### What you are asked to do:
Beneath this line is the data. Output exactly the lines from the line with "if average <= 0.0" to the line with "let start = idx.saturating_sub(window);", both ends included, and nothing more.

___ Supplied material

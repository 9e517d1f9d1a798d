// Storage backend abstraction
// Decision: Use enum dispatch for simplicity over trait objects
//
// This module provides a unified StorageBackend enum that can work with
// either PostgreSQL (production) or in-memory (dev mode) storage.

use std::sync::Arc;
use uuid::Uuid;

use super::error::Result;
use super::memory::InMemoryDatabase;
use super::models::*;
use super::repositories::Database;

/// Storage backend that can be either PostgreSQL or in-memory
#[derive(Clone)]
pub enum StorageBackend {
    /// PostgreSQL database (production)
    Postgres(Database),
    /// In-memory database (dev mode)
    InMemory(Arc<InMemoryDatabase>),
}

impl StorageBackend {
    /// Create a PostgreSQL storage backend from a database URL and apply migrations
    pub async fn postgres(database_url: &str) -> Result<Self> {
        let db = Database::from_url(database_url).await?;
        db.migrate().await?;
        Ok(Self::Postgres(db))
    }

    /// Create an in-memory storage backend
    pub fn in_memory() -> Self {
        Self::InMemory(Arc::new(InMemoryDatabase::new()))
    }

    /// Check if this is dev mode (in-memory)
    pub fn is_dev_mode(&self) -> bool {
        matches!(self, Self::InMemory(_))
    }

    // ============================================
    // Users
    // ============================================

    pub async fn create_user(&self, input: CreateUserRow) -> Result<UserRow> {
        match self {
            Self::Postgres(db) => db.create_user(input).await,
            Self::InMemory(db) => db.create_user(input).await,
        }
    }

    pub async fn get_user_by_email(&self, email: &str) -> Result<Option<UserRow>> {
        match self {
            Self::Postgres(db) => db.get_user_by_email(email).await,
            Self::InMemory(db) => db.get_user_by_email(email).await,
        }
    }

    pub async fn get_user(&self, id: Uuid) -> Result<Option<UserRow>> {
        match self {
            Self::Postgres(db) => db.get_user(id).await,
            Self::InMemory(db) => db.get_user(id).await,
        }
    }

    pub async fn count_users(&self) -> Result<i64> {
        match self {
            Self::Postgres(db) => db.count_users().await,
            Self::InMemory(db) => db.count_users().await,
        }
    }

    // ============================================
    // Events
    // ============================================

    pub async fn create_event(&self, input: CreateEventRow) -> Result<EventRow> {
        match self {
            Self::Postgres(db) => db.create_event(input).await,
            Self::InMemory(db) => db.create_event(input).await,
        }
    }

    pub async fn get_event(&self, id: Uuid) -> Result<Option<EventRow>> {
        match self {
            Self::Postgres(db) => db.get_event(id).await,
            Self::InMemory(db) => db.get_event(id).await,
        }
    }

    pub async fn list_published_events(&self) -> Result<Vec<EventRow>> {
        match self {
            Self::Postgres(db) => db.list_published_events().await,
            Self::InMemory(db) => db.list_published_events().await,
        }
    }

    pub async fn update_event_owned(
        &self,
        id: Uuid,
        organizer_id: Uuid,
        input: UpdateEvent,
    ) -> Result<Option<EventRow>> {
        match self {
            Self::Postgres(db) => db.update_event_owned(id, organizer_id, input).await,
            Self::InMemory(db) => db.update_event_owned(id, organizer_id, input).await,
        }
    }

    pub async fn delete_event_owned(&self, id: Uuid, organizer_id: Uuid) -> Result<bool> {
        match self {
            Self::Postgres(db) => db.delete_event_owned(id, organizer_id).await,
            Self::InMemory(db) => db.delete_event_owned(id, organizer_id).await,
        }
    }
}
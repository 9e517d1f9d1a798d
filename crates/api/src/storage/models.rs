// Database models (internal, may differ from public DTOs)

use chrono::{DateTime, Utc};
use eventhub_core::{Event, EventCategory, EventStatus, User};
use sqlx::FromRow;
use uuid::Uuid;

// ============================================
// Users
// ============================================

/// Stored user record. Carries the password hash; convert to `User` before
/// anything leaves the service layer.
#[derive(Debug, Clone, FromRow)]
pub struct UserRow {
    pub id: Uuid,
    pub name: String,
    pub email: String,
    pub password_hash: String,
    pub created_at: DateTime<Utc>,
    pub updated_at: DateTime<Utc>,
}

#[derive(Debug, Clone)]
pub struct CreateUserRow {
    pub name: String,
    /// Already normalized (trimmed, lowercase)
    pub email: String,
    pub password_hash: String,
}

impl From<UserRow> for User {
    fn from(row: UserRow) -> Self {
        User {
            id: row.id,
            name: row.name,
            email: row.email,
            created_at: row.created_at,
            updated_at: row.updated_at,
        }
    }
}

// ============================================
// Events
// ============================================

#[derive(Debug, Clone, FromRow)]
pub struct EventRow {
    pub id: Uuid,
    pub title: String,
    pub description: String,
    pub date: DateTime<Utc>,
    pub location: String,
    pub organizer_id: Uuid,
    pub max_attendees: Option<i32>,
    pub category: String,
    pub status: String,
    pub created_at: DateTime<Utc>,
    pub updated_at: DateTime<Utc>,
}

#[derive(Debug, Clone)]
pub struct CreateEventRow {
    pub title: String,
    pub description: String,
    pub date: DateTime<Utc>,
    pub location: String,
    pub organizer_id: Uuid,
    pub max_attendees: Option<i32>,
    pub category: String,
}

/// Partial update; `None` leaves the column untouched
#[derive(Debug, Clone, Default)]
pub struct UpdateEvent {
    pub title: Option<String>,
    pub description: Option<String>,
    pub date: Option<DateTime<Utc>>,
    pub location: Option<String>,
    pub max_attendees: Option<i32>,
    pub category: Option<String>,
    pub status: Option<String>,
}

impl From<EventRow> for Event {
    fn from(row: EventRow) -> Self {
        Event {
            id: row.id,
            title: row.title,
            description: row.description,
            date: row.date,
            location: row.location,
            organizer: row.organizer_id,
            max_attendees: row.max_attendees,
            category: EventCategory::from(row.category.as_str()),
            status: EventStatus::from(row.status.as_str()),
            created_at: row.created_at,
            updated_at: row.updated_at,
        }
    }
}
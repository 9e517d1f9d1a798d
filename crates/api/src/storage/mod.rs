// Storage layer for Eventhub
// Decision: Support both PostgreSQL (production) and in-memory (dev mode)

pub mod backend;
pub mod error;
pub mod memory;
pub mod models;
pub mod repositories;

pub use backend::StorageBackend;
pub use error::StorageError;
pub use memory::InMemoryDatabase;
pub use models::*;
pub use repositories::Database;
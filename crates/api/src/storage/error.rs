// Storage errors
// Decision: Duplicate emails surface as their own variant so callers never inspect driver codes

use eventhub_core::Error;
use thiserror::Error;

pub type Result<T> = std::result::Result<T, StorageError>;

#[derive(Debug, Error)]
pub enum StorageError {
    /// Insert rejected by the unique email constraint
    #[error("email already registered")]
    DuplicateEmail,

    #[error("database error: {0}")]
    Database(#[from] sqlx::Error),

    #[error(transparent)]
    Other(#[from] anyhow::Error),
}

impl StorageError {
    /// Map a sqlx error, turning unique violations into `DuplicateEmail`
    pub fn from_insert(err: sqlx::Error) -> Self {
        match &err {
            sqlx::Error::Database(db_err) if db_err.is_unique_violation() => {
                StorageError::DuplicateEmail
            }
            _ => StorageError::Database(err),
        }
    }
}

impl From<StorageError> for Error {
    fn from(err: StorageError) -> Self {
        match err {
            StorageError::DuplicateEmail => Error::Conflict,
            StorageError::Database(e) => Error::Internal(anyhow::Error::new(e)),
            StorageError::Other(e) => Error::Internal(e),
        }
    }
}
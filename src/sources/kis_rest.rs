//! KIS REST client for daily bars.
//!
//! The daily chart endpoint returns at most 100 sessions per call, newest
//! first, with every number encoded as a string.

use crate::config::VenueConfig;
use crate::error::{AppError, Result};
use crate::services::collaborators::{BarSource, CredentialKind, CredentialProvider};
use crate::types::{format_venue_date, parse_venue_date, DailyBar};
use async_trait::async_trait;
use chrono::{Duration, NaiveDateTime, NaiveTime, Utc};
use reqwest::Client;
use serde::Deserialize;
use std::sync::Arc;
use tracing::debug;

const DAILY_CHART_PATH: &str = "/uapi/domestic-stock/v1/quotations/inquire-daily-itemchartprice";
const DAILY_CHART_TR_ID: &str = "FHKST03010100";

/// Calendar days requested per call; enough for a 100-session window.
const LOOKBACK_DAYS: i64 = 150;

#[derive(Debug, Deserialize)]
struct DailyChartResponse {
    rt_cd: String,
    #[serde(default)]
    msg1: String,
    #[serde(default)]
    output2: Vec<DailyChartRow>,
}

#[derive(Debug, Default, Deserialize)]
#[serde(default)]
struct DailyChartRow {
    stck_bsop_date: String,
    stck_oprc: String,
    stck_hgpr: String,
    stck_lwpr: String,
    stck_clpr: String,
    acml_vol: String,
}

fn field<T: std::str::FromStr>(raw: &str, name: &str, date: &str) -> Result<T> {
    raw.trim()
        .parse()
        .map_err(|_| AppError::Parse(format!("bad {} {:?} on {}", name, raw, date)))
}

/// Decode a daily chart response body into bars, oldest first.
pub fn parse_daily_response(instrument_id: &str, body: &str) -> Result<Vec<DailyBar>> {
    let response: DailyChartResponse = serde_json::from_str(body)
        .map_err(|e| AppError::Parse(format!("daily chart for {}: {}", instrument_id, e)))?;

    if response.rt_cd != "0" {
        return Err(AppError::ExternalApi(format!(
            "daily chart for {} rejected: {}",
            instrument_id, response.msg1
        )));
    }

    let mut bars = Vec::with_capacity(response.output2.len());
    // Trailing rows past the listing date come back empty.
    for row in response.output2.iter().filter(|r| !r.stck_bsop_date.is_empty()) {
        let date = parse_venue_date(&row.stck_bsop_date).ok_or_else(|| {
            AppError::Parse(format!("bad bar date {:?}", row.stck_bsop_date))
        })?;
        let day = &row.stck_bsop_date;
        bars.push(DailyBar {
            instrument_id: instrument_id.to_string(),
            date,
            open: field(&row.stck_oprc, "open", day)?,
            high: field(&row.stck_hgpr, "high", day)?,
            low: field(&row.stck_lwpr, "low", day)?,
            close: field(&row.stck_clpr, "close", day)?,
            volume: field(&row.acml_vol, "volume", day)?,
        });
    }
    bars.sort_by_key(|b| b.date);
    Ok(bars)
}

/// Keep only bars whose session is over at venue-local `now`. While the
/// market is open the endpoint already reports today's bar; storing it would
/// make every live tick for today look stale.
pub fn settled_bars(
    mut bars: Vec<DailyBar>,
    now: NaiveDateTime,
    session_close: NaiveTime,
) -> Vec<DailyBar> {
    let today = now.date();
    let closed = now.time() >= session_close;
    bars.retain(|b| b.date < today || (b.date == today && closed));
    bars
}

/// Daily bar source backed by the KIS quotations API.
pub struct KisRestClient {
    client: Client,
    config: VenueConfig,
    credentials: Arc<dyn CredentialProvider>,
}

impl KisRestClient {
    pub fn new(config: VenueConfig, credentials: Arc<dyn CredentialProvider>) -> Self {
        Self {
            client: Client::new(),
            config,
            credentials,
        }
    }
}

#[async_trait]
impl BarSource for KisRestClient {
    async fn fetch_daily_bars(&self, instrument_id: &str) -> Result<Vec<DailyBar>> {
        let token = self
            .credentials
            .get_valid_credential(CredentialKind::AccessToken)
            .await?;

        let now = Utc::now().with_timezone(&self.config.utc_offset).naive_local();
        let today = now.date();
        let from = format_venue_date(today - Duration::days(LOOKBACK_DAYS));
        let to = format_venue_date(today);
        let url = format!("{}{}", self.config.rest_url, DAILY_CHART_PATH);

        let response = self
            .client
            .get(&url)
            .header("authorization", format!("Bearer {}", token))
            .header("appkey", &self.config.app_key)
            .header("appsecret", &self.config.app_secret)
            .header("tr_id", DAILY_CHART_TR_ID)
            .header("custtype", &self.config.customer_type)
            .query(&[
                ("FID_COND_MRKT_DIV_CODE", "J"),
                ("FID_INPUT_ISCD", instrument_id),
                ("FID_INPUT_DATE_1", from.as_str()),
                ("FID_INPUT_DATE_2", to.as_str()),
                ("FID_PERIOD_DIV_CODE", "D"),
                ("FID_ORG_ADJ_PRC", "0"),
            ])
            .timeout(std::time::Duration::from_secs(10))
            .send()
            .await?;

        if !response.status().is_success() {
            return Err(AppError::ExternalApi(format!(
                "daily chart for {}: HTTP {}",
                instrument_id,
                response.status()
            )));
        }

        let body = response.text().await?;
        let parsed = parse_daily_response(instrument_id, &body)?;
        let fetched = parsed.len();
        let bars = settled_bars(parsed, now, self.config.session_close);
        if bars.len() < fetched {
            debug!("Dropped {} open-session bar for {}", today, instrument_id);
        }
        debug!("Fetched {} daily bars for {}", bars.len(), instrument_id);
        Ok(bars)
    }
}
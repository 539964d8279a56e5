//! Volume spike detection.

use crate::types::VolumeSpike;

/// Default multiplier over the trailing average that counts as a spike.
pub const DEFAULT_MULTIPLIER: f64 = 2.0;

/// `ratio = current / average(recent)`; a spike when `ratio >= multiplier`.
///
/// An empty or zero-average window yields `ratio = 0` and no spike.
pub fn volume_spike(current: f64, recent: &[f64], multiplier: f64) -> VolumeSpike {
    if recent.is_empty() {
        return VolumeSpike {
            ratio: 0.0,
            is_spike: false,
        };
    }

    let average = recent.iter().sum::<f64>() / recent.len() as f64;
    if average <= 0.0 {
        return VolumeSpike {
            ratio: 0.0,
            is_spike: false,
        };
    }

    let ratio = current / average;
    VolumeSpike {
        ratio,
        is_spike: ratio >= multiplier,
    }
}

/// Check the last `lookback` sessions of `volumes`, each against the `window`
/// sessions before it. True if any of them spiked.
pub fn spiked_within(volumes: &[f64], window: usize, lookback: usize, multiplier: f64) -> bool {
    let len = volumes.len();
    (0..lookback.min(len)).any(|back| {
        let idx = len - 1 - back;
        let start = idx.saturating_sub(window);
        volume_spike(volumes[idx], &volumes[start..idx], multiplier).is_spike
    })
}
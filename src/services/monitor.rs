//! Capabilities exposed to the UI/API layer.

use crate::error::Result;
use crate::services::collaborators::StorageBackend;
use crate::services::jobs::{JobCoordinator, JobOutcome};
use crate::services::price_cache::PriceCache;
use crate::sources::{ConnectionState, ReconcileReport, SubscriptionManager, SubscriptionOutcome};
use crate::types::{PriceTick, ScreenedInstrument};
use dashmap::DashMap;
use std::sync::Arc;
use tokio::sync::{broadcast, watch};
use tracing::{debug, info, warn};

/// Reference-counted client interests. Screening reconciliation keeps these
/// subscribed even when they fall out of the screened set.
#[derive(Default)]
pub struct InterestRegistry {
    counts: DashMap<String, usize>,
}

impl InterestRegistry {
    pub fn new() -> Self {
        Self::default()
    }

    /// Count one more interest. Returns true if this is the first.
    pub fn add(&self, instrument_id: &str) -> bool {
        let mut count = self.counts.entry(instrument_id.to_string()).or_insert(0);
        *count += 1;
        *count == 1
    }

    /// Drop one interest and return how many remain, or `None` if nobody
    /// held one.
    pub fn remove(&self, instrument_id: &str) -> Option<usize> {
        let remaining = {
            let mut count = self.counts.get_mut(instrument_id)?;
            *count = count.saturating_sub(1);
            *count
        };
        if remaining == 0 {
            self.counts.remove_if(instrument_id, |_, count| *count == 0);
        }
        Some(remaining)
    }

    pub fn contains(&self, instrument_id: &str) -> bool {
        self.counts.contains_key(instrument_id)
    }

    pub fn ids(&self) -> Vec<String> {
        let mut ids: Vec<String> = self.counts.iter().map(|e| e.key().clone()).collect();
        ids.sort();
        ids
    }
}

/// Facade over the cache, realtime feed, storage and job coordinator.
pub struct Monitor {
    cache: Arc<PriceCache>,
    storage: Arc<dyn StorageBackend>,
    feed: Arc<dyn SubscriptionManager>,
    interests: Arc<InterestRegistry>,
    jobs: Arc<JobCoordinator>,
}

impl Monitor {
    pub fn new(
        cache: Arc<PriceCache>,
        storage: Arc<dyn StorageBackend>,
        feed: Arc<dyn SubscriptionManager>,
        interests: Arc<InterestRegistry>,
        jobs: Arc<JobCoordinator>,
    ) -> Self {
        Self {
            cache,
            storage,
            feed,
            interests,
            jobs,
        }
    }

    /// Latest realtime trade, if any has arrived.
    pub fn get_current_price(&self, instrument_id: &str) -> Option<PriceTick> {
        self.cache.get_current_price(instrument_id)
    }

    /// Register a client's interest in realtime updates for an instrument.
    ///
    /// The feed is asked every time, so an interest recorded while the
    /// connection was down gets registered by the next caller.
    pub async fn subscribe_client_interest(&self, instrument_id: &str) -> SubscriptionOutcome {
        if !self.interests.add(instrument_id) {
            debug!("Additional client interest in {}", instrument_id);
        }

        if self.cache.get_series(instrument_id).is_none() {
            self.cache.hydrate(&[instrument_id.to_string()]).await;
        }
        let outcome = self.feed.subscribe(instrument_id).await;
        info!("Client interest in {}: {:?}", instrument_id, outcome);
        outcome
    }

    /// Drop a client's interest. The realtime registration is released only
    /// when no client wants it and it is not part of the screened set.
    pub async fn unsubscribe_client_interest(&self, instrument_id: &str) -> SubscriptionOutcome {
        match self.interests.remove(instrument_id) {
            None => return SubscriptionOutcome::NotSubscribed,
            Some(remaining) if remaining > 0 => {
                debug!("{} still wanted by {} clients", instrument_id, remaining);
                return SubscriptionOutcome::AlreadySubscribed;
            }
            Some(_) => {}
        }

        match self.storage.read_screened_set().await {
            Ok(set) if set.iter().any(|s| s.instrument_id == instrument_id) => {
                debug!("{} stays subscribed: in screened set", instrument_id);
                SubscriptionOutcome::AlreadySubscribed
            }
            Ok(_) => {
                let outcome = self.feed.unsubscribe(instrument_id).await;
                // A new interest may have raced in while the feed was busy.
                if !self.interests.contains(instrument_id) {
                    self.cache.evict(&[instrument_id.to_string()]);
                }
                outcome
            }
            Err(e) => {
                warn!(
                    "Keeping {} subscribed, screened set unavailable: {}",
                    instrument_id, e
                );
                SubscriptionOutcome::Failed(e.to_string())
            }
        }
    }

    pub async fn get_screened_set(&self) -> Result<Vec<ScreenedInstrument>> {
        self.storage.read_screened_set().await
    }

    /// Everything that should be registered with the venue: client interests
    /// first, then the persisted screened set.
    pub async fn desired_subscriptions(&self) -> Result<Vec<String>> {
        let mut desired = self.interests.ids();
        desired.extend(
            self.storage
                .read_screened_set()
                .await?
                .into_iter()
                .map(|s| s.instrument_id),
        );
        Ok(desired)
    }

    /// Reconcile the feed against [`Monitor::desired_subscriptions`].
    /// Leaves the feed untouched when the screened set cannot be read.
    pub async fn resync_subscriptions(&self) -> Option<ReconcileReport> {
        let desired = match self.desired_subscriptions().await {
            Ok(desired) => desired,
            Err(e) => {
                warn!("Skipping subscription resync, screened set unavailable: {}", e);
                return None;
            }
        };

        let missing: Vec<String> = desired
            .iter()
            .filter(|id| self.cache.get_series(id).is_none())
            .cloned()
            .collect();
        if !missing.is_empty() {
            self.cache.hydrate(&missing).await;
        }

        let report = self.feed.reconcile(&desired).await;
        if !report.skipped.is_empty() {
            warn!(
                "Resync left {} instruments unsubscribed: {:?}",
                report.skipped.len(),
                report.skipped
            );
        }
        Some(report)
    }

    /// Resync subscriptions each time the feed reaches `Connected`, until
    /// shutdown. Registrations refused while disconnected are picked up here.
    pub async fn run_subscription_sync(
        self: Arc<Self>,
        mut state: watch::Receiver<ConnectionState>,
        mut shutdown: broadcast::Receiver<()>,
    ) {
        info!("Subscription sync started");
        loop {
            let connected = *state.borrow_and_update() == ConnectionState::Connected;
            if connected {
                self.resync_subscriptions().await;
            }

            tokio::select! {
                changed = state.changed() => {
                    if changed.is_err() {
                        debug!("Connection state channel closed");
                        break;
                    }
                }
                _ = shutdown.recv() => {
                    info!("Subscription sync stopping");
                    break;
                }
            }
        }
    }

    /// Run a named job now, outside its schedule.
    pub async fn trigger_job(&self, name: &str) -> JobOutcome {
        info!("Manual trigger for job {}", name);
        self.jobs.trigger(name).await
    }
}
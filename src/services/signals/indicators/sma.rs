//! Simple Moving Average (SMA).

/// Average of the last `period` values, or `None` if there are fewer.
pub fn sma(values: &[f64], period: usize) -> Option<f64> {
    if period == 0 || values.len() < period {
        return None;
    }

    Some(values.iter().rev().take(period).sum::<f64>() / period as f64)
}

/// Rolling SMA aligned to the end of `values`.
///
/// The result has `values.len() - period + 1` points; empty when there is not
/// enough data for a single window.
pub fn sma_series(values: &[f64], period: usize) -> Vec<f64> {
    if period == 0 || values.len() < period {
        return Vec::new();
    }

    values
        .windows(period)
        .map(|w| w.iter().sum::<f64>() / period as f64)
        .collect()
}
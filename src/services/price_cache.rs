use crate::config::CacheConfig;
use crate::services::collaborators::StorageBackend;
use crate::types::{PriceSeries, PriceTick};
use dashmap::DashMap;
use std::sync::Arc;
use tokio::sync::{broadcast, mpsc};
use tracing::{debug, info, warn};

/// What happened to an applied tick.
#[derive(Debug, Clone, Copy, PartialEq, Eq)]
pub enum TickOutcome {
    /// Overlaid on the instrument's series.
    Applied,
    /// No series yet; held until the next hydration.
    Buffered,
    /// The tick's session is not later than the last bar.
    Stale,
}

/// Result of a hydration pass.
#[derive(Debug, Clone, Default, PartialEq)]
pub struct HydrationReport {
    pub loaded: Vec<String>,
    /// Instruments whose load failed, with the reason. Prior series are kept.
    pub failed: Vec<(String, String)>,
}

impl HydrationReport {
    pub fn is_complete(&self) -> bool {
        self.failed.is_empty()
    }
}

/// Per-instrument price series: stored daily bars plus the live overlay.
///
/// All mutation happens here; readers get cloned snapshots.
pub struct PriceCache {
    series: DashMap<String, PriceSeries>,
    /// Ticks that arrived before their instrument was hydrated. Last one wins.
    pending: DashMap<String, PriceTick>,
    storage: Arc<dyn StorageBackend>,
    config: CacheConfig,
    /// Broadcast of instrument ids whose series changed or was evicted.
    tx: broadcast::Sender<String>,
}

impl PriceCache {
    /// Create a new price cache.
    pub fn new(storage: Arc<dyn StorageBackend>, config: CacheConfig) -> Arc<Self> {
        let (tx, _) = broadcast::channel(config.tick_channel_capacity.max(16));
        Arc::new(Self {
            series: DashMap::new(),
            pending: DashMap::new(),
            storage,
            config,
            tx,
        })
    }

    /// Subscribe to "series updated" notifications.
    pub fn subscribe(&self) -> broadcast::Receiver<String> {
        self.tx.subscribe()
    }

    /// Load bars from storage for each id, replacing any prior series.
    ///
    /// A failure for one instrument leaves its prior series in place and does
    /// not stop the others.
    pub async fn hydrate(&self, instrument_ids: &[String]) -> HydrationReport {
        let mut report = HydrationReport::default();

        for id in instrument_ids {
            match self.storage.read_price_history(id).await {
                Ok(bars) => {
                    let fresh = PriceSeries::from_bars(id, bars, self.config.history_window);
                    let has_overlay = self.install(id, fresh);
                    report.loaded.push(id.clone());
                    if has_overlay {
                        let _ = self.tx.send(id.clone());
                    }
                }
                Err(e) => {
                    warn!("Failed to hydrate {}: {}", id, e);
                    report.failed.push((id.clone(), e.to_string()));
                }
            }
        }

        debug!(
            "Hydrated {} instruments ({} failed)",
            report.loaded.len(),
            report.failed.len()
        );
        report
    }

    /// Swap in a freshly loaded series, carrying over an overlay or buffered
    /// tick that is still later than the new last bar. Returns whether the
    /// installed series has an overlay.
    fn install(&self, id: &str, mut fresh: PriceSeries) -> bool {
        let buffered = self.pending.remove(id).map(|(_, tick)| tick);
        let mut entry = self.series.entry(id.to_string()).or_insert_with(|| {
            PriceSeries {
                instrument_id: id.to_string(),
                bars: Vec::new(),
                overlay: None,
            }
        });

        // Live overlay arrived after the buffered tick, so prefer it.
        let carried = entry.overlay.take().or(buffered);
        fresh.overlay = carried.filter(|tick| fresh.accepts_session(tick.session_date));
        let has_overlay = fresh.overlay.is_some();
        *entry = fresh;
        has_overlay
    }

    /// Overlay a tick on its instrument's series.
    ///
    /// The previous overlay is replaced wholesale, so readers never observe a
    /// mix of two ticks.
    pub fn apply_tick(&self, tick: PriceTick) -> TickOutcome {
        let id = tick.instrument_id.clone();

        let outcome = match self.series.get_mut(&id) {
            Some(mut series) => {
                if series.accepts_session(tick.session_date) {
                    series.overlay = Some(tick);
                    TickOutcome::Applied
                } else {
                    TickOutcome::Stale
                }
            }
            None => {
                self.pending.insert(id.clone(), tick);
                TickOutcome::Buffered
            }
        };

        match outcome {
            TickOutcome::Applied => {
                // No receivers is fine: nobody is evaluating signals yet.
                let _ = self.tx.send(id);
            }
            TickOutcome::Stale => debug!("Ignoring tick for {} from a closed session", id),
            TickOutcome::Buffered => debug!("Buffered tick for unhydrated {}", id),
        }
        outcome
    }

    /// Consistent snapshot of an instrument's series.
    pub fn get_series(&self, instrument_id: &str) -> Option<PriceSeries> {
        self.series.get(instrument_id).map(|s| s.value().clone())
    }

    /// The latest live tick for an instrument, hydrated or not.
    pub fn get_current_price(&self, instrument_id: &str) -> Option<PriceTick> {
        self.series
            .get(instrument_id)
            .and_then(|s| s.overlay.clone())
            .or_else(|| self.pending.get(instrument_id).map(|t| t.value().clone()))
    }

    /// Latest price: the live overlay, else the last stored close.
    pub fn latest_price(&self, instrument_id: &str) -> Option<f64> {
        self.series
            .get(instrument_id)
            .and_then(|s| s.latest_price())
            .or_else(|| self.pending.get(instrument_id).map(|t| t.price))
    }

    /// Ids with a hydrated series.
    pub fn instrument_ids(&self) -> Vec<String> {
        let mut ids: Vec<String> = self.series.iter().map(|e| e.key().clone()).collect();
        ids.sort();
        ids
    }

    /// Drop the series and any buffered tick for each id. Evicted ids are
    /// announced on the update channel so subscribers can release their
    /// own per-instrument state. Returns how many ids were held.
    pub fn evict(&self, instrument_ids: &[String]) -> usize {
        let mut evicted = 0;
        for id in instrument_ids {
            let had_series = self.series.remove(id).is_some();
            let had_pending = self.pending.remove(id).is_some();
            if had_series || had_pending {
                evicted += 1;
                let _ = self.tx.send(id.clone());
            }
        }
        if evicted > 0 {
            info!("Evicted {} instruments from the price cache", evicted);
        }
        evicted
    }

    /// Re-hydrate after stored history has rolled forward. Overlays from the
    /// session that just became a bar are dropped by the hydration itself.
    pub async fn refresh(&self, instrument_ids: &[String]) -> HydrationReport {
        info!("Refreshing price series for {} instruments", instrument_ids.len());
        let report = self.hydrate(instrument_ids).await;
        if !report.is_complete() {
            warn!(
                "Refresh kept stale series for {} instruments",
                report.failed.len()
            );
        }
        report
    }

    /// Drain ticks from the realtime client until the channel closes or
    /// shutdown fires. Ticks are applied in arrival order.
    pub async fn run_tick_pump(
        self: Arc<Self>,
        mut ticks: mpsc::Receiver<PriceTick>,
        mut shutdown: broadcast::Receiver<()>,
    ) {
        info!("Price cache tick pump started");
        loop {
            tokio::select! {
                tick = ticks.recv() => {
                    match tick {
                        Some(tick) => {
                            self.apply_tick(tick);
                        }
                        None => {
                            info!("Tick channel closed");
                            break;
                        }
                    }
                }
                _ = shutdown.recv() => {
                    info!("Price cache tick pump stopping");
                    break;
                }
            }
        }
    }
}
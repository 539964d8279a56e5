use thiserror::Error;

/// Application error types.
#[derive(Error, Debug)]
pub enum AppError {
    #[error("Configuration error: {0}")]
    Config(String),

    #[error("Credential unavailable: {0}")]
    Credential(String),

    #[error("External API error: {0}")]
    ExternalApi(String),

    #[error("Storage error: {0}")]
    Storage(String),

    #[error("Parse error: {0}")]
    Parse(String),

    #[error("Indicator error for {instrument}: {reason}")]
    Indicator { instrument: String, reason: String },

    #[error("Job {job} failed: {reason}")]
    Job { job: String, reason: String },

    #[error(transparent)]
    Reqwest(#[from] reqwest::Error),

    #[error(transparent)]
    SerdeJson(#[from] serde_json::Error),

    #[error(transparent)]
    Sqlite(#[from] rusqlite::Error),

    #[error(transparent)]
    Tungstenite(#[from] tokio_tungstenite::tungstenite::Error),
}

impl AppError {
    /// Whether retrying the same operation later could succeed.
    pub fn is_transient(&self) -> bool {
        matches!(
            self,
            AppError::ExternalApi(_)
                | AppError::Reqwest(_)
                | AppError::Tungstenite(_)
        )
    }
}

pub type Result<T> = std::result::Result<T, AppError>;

______

### Response:
    if average <= 0.0 {
        return VolumeSpike {
            ratio: 0.0,
            is_spike: false,
        };
    }

    let ratio = current / average;
    VolumeSpike {
        ratio,
        is_spike: ratio >= multiplier,
    }
}

/// Check the last `lookback` sessions of `volumes`, each against the `window`
/// sessions before it. True if any of them spiked.
pub fn spiked_within(volumes: &[f64], window: usize, lookback: usize, multiplier: f64) -> bool {
    let len = volumes.len();
    (0..lookback.min(len)).any(|back| {
        let idx = len - 1 - back;
        let start = idx.saturating_sub(window);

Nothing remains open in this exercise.